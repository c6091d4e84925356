//! Movement domain: locomotion state, intent flags and physics layers.

use avian3d::prelude::*;
use bevy::prelude::*;

use crate::movement::{LocomotionTuning, RigidBodyHandle};

/// Physics layers for collision filtering
#[derive(PhysicsLayer, Clone, Copy, Debug, Default)]
pub enum GameLayer {
    #[default]
    Default,
    /// Walkable and slidable surfaces
    Ground,
    /// Loose props scattered around the arena
    Prop,
    /// The character body
    Player,
}

/// Marker for the physics body the controller drives.
#[derive(Component, Debug)]
pub struct Player;

/// Marker for the visible character mesh. It is a separate entity from the
/// body so its rotation can be smoothed independently.
#[derive(Component, Debug)]
pub struct PlayerMesh;

/// Marker for ground colliders
#[derive(Component, Debug)]
pub struct Ground;

/// Input intent written by the input collaborator. Opposing directions may
/// both be held.
#[derive(Debug, Clone, Copy, Default, PartialEq, Eq)]
pub struct MovementIntent {
    pub forward: bool,
    pub back: bool,
    pub left: bool,
    pub right: bool,
    pub jump_requested: bool,
    pub sprint_held: bool,
    pub walk_held: bool,
}

impl MovementIntent {
    pub fn is_moving(&self) -> bool {
        self.forward || self.back || self.left || self.right
    }

    /// Drop every movement request. Used when the slope takes control.
    pub fn clear_movement(&mut self) {
        self.forward = false;
        self.back = false;
        self.left = false;
        self.right = false;
        self.jump_requested = false;
        self.sprint_held = false;
    }
}

/// Per-character locomotion state, mutated once per tick.
#[derive(Component, Debug, Clone, PartialEq)]
pub struct LocomotionState {
    pub position: Vec3,
    pub rotation: Quat,
    pub linear_velocity: Vec3,
    pub angular_velocity: Vec3,
    pub grounded: bool,
    pub sliding: bool,
    /// Grounded on a walkable slope above the steep threshold.
    pub steep: bool,
    pub can_sprint: bool,
    /// Angle between ground normal and world up, 0 without contact.
    pub tilt_degrees: f32,
    pub surface_normal: Vec3,
    pub intent: MovementIntent,
    pub speed: f32,
    pub horizontal_speed: f32,
    pub current_move_speed: f32,
    pub accel_ramp: f32,
    pub last_jump_ms: Option<f64>,
    pub last_move_ms: f64,
    pub jumped_this_tick: bool,
    /// Steering direction carried between ticks. Horizontal, unit length or zero.
    pub input_accumulator: Vec3,
    /// Last non-zero horizontal movement direction, unit length or zero.
    pub desired_direction: Vec3,
}

impl Default for LocomotionState {
    fn default() -> Self {
        Self::new(&LocomotionTuning::default(), 0.0)
    }
}

impl LocomotionState {
    pub fn new(tuning: &LocomotionTuning, now_ms: f64) -> Self {
        Self {
            position: Vec3::ZERO,
            rotation: Quat::IDENTITY,
            linear_velocity: Vec3::ZERO,
            angular_velocity: Vec3::ZERO,
            grounded: false,
            sliding: false,
            steep: false,
            can_sprint: true,
            tilt_degrees: 0.0,
            surface_normal: Vec3::Y,
            intent: MovementIntent::default(),
            speed: 0.0,
            horizontal_speed: 0.0,
            current_move_speed: tuning.move_speed,
            accel_ramp: tuning.ramp_bounds().0,
            last_jump_ms: None,
            last_move_ms: now_ms,
            jumped_this_tick: false,
            input_accumulator: Vec3::ZERO,
            desired_direction: Vec3::ZERO,
        }
    }

    /// Store a velocity and refresh the derived speeds.
    pub fn set_linear_velocity(&mut self, velocity: Vec3) {
        self.linear_velocity = velocity;
        self.speed = velocity.length();
        self.horizontal_speed = Vec2::new(velocity.x, velocity.z).length();
    }

    /// Pull the body's current kinematics into the state at the start of a tick.
    pub fn sync_from_body(&mut self, body: &impl RigidBodyHandle) {
        self.position = body.position();
        self.rotation = body.rotation().normalize();
        self.angular_velocity = body.angular_velocity();
        self.set_linear_velocity(body.linear_velocity());
    }
}
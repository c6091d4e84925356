//! Movement domain: ground sensing against the physics world.

use avian3d::prelude::*;
use bevy::prelude::*;

use crate::movement::{
    BodySample, LocomotionState, LocomotionTuning, Player, apply_contact, sense,
};

pub(crate) fn sense_ground(
    spatial_query: SpatialQuery,
    tuning: Res<LocomotionTuning>,
    mut query: Query<
        (
            Entity,
            &Transform,
            &LinearVelocity,
            &AngularVelocity,
            Option<&ComputedMass>,
            &mut LocomotionState,
        ),
        With<Player>,
    >,
) {
    for (entity, transform, linear, angular, mass, mut state) in &mut query {
        let sample = BodySample::capture(transform, linear, angular, mass);
        let was_grounded = state.grounded;
        let was_sliding = state.sliding;

        state.sync_from_body(&sample);
        let contact = sense(&sample, &spatial_query, &[entity], &tuning);
        apply_contact(&mut state, &contact, &tuning);

        if !tuning.debug_mode {
            continue;
        }
        if state.grounded && !was_grounded {
            info!(
                "[DEBUG] Landed: tilt={:.1}, speed={:.2}",
                state.tilt_degrees, state.speed
            );
        } else if !state.grounded && was_grounded {
            info!("[DEBUG] Left ground: vertical={:.2}", state.linear_velocity.y);
        }
        if state.sliding != was_sliding {
            info!(
                "[DEBUG] Sliding {}: tilt={:.1}",
                if state.sliding { "started" } else { "ended" },
                state.tilt_degrees
            );
        }
    }
}
//! Movement domain: tuning and telemetry resources.

use bevy::prelude::*;
use serde::{Deserialize, Serialize};

use crate::movement::{LocomotionState, MovementIntent};

/// Every locomotion constant in one place. Loaded from `locomotion.ron`,
/// falling back to these defaults.
#[derive(Resource, Debug, Clone, PartialEq, Serialize, Deserialize)]
#[serde(default)]
pub struct LocomotionTuning {
    /// Target speed when neither walk nor sprint is held.
    pub move_speed: f32,
    pub walk_speed: f32,
    pub sprint_speed: f32,
    pub max_velocity: f32,
    pub jump_height: f32,
    /// Floor added to every jump so slow jumps still leave the ground.
    pub min_jump_height: f32,
    pub jump_cooldown_ms: f64,
    /// Horizontal speed that must be exceeded before a jump is accepted.
    pub jump_min_speed: f32,
    /// Fraction of horizontal velocity removed per stationary tick (0..=1).
    pub friction: f32,
    /// Per-tick step for both the acceleration ramp and the move speed setpoint.
    pub accel_step: f32,
    /// Ticks-worth of ramp spent below zero before movement kicks in.
    pub start_delay: f32,
    /// Bound on the accumulated input direction.
    pub max_input_magnitude: f32,
    /// Horizontal speed under which friction snaps to a full stop.
    pub stationary_epsilon: f32,
    pub max_walkable_angle: f32,
    /// Slopes above this (but still walkable) disable sprint and jump.
    pub steep_angle: f32,
    /// Per-frame slerp factor from mesh rotation toward body rotation.
    pub rotation_smoothing: f32,
    pub idle_sleep_timeout_ms: f64,
    pub anim_blend_speed: f32,
    pub sleep_blend_speed: f32,
    pub character_scale: f32,
    /// Half the collider height. Derived from the character body at load,
    /// never read from config.
    #[serde(skip)]
    pub body_half_height: f32,
    pub slope_detection_buffer: f32,
    /// Vertical gap between body origin and mesh origin (feet alignment).
    pub mesh_offset: f32,
    /// Speed band boundaries, multiplied by `character_scale`.
    pub walk_band: f32,
    pub trot_band: f32,
    pub gallop_band: f32,
    pub gravity: f32,
    pub tick_rate_hz: f64,
    pub max_backlog_ticks: u32,
    pub mouse_sensitivity: f32,
    pub debug_mode: bool,
}

impl Default for LocomotionTuning {
    fn default() -> Self {
        Self {
            move_speed: 1.0,
            walk_speed: 0.5,
            sprint_speed: 3.0,
            max_velocity: 10.0,
            jump_height: 2.5,
            min_jump_height: 1.0,
            jump_cooldown_ms: 1000.0,
            jump_min_speed: 0.0,
            friction: 0.115,
            accel_step: 0.04,
            start_delay: 0.0,
            max_input_magnitude: 2.0,
            stationary_epsilon: 0.01,
            max_walkable_angle: 35.0,
            steep_angle: 20.0,
            rotation_smoothing: 0.025,
            idle_sleep_timeout_ms: 15_000.0,
            anim_blend_speed: 0.1,
            sleep_blend_speed: 0.025,
            character_scale: 1.0,
            body_half_height: 0.2,
            slope_detection_buffer: 0.05,
            mesh_offset: 0.2,
            walk_band: 0.0,
            trot_band: 0.99,
            gallop_band: 2.25,
            gravity: 9.0,
            tick_rate_hz: 60.0,
            max_backlog_ticks: 4,
            mouse_sensitivity: 0.003,
            debug_mode: false,
        }
    }
}

impl LocomotionTuning {
    /// Length of the ground probe: half the body plus the slope buffer, scaled.
    pub fn ground_probe_length(&self) -> f32 {
        (self.body_half_height + self.slope_detection_buffer) * self.character_scale
    }

    /// Lower and upper bound of the acceleration ramp.
    pub fn ramp_bounds(&self) -> (f32, f32) {
        (-self.start_delay, 1.0)
    }

    /// Setpoint for `current_move_speed`. Walk beats sprint beats default.
    pub fn move_speed_target(&self, intent: &MovementIntent, can_sprint: bool) -> f32 {
        if intent.walk_held {
            self.walk_speed
        } else if intent.sprint_held && can_sprint {
            self.sprint_speed
        } else {
            self.move_speed
        }
    }
}

/// Read-only copy of the locomotion state published once per tick for the HUD.
#[derive(Resource, Debug, Clone, Default, PartialEq, Serialize)]
pub struct LocomotionSnapshot {
    pub tick: u64,
    pub position: [f32; 3],
    pub speed: f32,
    pub horizontal_speed: f32,
    pub current_move_speed: f32,
    pub grounded: bool,
    pub sliding: bool,
    pub tilt_degrees: f32,
    pub clip: Option<String>,
}

impl LocomotionSnapshot {
    pub fn capture(tick: u64, state: &LocomotionState, clip: Option<&str>) -> Self {
        Self {
            tick,
            position: state.position.to_array(),
            speed: state.speed,
            horizontal_speed: state.horizontal_speed,
            current_move_speed: state.current_move_speed,
            grounded: state.grounded,
            sliding: state.sliding,
            tilt_degrees: state.tilt_degrees,
            clip: clip.map(str::to_owned),
        }
    }
}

━━━

(Problem statement): Your answer must be the lines above from the one containing "around the arena" to the one containing "the steep threshold.", both included, restated word for word.

(Response):
    /// Loose props scattered around the arena
    Prop,
    /// The character body
    Player,
}

/// Marker for the physics body the controller drives.
#[derive(Component, Debug)]
pub struct Player;

/// Marker for the visible character mesh. It is a separate entity from the
/// body so its rotation can be smoothed independently.
#[derive(Component, Debug)]
pub struct PlayerMesh;

/// Marker for ground colliders
#[derive(Component, Debug)]
pub struct Ground;

/// Input intent written by the input collaborator. Opposing directions may
/// both be held.
#[derive(Debug, Clone, Copy, Default, PartialEq, Eq)]
pub struct MovementIntent {
    pub forward: bool,
    pub back: bool,
    pub left: bool,
    pub right: bool,
    pub jump_requested: bool,
    pub sprint_held: bool,
    pub walk_held: bool,
}

impl MovementIntent {
    pub fn is_moving(&self) -> bool {
        self.forward || self.back || self.left || self.right
    }

    /// Drop every movement request. Used when the slope takes control.
    pub fn clear_movement(&mut self) {
        self.forward = false;
        self.back = false;
        self.left = false;
        self.right = false;
        self.jump_requested = false;
        self.sprint_held = false;
    }
}

/// Per-character locomotion state, mutated once per tick.
#[derive(Component, Debug, Clone, PartialEq)]
pub struct LocomotionState {
    pub position: Vec3,
    pub rotation: Quat,
    pub linear_velocity: Vec3,
    pub angular_velocity: Vec3,
    pub grounded: bool,
    pub sliding: bool,
    /// Grounded on a walkable slope above the steep threshold.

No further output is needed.